GIVEN ENTRIES |

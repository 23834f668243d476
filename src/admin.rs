//! Admin dashboard: the loaded submissions, their counts, CSV export and
//! bulk notices.

use chrono::Utc;
use serde::Serialize;
use tracing::{error, info, warn};

use crate::models::{NotificationKind, NotificationRecord, Submission};
use crate::notify::{BulkOutcome, Notifier};
use crate::store::SubmissionStore;
use crate::submission::{Notice, NoticeLevel};

pub const CSV_HEADER: [&str; 9] = [
    "First Name",
    "Last Name",
    "Email",
    "Phone",
    "Graduation Date",
    "Plus One",
    "Plus One Name",
    "Dietary Restrictions",
    "Created At",
];

pub const CSV_FILENAME: &str = "event-rsvps.csv";

#[derive(Serialize, Debug, Clone, Copy, PartialEq, Eq)]
pub struct Stats {
    pub total: usize,
    pub plus_ones: usize,
    pub dietary: usize,
}

#[derive(Serialize, Debug, Clone, Default)]
pub struct Dashboard {
    pub submissions: Vec<Submission>,
    pub load_error: Option<String>,
}

impl Dashboard {
    /// Never fails: a store error leaves the list empty and sets `load_error`.
    pub async fn load(store: &dyn SubmissionStore) -> Self {
        match store.list_all().await {
            Ok(submissions) => Self {
                submissions,
                load_error: None,
            },
            Err(e) => {
                error!("Could not load submissions: {e}");
                Self {
                    submissions: Vec::new(),
                    load_error: Some("Failed to load RSVPs. Please refresh the page.".to_string()),
                }
            }
        }
    }

    pub fn stats(&self) -> Stats {
        Stats {
            total: self.submissions.len(),
            plus_ones: self.submissions.iter().filter(|s| s.plus_one).count(),
            dietary: self
                .submissions
                .iter()
                .filter(|s| s.has_dietary_note())
                .count(),
        }
    }

    pub fn recipients(&self) -> Vec<String> {
        self.submissions.iter().map(|s| s.email.clone()).collect()
    }

    /// One row per loaded submission under a fixed header. Fields holding
    /// commas, quotes or newlines are quoted.
    pub fn export_csv(&self) -> Result<Vec<u8>, csv::Error> {
        let mut writer = csv::WriterBuilder::new()
            .terminator(csv::Terminator::Any(b'\n'))
            .from_writer(Vec::new());

        writer.write_record(CSV_HEADER)?;
        for s in &self.submissions {
            let preferred_date = s
                .preferred_date
                .map(|d| d.format("%Y-%m-%d").to_string())
                .unwrap_or_default();
            let created_at = s.created_at.format("%Y-%m-%dT%H:%M:%S").to_string();

            writer.write_record([
                s.first_name.as_str(),
                s.last_name.as_str(),
                s.email.as_str(),
                s.phone.as_str(),
                preferred_date.as_str(),
                if s.plus_one { "Yes" } else { "No" },
                s.plus_one_name.as_deref().unwrap_or(""),
                s.dietary_restrictions.as_deref().unwrap_or(""),
                created_at.as_str(),
            ])?;
        }

        writer
            .into_inner()
            .map_err(|e| csv::Error::from(e.into_error()))
    }

    /// Sends the operator's notice to everyone loaded and records who got it.
    pub async fn send_bulk(
        &self,
        notifier: &Notifier,
        store: &dyn SubmissionStore,
        subject: &str,
        body: &str,
    ) -> Notice {
        let (subject, body) = (subject.trim(), body.trim());
        if subject.is_empty() || body.is_empty() {
            return notice(NoticeLevel::Error, "Please enter both a subject and a message.");
        }

        let recipients = self.recipients();
        if recipients.is_empty() {
            return notice(NoticeLevel::Info, "There are no RSVPs to notify yet.");
        }

        match notifier.send_bulk_notification(&recipients, subject, body).await {
            BulkOutcome::NotConfigured => notice(
                NoticeLevel::Error,
                "Email is not configured, so the notification could not be sent.",
            ),
            BulkOutcome::Completed { sent, failed } => {
                let now = Utc::now().naive_utc();
                let records: Vec<NotificationRecord> = sent
                    .iter()
                    .map(|email| NotificationRecord::new(email, NotificationKind::General, now))
                    .collect();
                if let Err(e) = store.record_notifications(records).await {
                    warn!("Could not record bulk notice deliveries: {e}");
                }

                info!("Bulk notice \"{subject}\" sent to {} of {}", sent.len(), recipients.len());
                if failed.is_empty() {
                    notice(
                        NoticeLevel::Success,
                        &format!("Notification sent successfully to {} recipients", sent.len()),
                    )
                } else {
                    notice(
                        NoticeLevel::Error,
                        &format!(
                            "Notification sent to {} of {} recipients. Failed: {}",
                            sent.len(),
                            recipients.len(),
                            failed.join(", ")
                        ),
                    )
                }
            }
        }
    }
}

fn notice(level: NoticeLevel, text: &str) -> Notice {
    Notice {
        level,
        text: text.to_string(),
    }
}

WHAT IS NEEDED | Above are the entries; return each one exactly.

TASK OUTPUT |
repository 23834f668243d476
filename src/admin.rs
//! Admin dashboard: the loaded submissions, their counts, CSV export and
//! bulk notices.

use chrono::Utc;
use serde::Serialize;
use tracing::{error, info, warn};

use crate::models::{NotificationKind, NotificationRecord, Submission};
use crate::notify::{BulkOutcome, Notifier};
use crate::store::SubmissionStore;
use crate::submission::{Notice, NoticeLevel};

pub const CSV_HEADER: [&str; 9] = [
    "First Name",
    "Last Name",
    "Email",
    "Phone",
    "Graduation Date",
    "Plus One",
    "Plus One Name",
    "Dietary Restrictions",
    "Created At",
];

pub const CSV_FILENAME: &str = "event-rsvps.csv";

#[derive(Serialize, Debug, Clone, Copy, PartialEq, Eq)]
pub struct Stats {
    pub total: usize,
    pub plus_ones: usize,
    pub dietary: usize,
}

#[derive(Serialize, Debug, Clone, Default)]
pub struct Dashboard {
    pub submissions: Vec<Submission>,
    pub load_error: Option<String>,
}

impl Dashboard {
    /// Never fails: a store error leaves the list empty and sets `load_error`.
    pub async fn load(store: &dyn SubmissionStore) -> Self {
        match store.list_all().await {
            Ok(submissions) => Self {
                submissions,
                load_error: None,
            },
            Err(e) => {
                error!("Could not load submissions: {e}");
                Self {
                    submissions: Vec::new(),
                    load_error: Some("Failed to load RSVPs. Please refresh the page.".to_string()),
                }
            }
        }
    }

    pub fn stats(&self) -> Stats {
        Stats {
            total: self.submissions.len(),
            plus_ones: self.submissions.iter().filter(|s| s.plus_one).count(),
            dietary: self
                .submissions
                .iter()
                .filter(|s| s.has_dietary_note())
                .count(),
        }
    }

    pub fn recipients(&self) -> Vec<String> {
        self.submissions.iter().map(|s| s.email.clone()).collect()
    }

    /// One row per loaded submission under a fixed header. Fields holding
    /// commas, quotes or newlines are quoted.
    pub fn export_csv(&self) -> Result<Vec<u8>, csv::Error> {
        let mut writer = csv::WriterBuilder::new()
            .terminator(csv::Terminator::Any(b'\n'))
            .from_writer(Vec::new());

        writer.write_record(CSV_HEADER)?;
        for s in &self.submissions {
            let preferred_date = s
                .preferred_date
                .map(|d| d.format("%Y-%m-%d").to_string())
                .unwrap_or_default();
            let created_at = s.created_at.format("%Y-%m-%dT%H:%M:%S").to_string();

            writer.write_record([
                s.first_name.as_str(),
                s.last_name.as_str(),
                s.email.as_str(),
                s.phone.as_str(),
                preferred_date.as_str(),
                if s.plus_one { "Yes" } else { "No" },
                s.plus_one_name.as_deref().unwrap_or(""),
                s.dietary_restrictions.as_deref().unwrap_or(""),
                created_at.as_str(),
            ])?;
        }

        writer
            .into_inner()
            .map_err(|e| csv::Error::from(e.into_error()))
    }

    /// Sends the operator's notice to everyone loaded and records who got it.
    pub async fn send_bulk(
        &self,
        notifier: &Notifier,
        store: &dyn SubmissionStore,
        subject: &str,
        body: &str,
    ) -> Notice {
        let (subject, body) = (subject.trim(), body.trim());
        if subject.is_empty() || body.is_empty() {
            return notice(NoticeLevel::Error, "Please enter both a subject and a message.");
        }

        let recipients = self.recipients();
        if recipients.is_empty() {
            return notice(NoticeLevel::Info, "There are no RSVPs to notify yet.");
        }

        match notifier.send_bulk_notification(&recipients, subject, body).await {
            BulkOutcome::NotConfigured => notice(
                NoticeLevel::Error,
                "Email is not configured, so the notification could not be sent.",
            ),
            BulkOutcome::Completed { sent, failed } => {
                let now = Utc::now().naive_utc();
                let records: Vec<NotificationRecord> = sent
                    .iter()
                    .map(|email| NotificationRecord::new(email, NotificationKind::General, now))
                    .collect();
                if let Err(e) = store.record_notifications(records).await {
                    warn!("Could not record bulk notice deliveries: {e}");
                }

                info!("Bulk notice \"{subject}\" sent to {} of {}", sent.len(), recipients.len());
                if failed.is_empty() {
                    notice(
                        NoticeLevel::Success,
                        &format!("Notification sent successfully to {} recipients", sent.len()),
                    )
                } else {
                    notice(
                        NoticeLevel::Error,
                        &format!(
                            "Notification sent to {} of {} recipients. Failed: {}",
                            sent.len(),
                            recipients.len(),
                            failed.join(", ")
                        ),
                    )
                }
            }
        }
    }
}

fn notice(level: NoticeLevel, text: &str) -> Notice {
    Notice {
        level,
        text: text.to_string(),
    }
}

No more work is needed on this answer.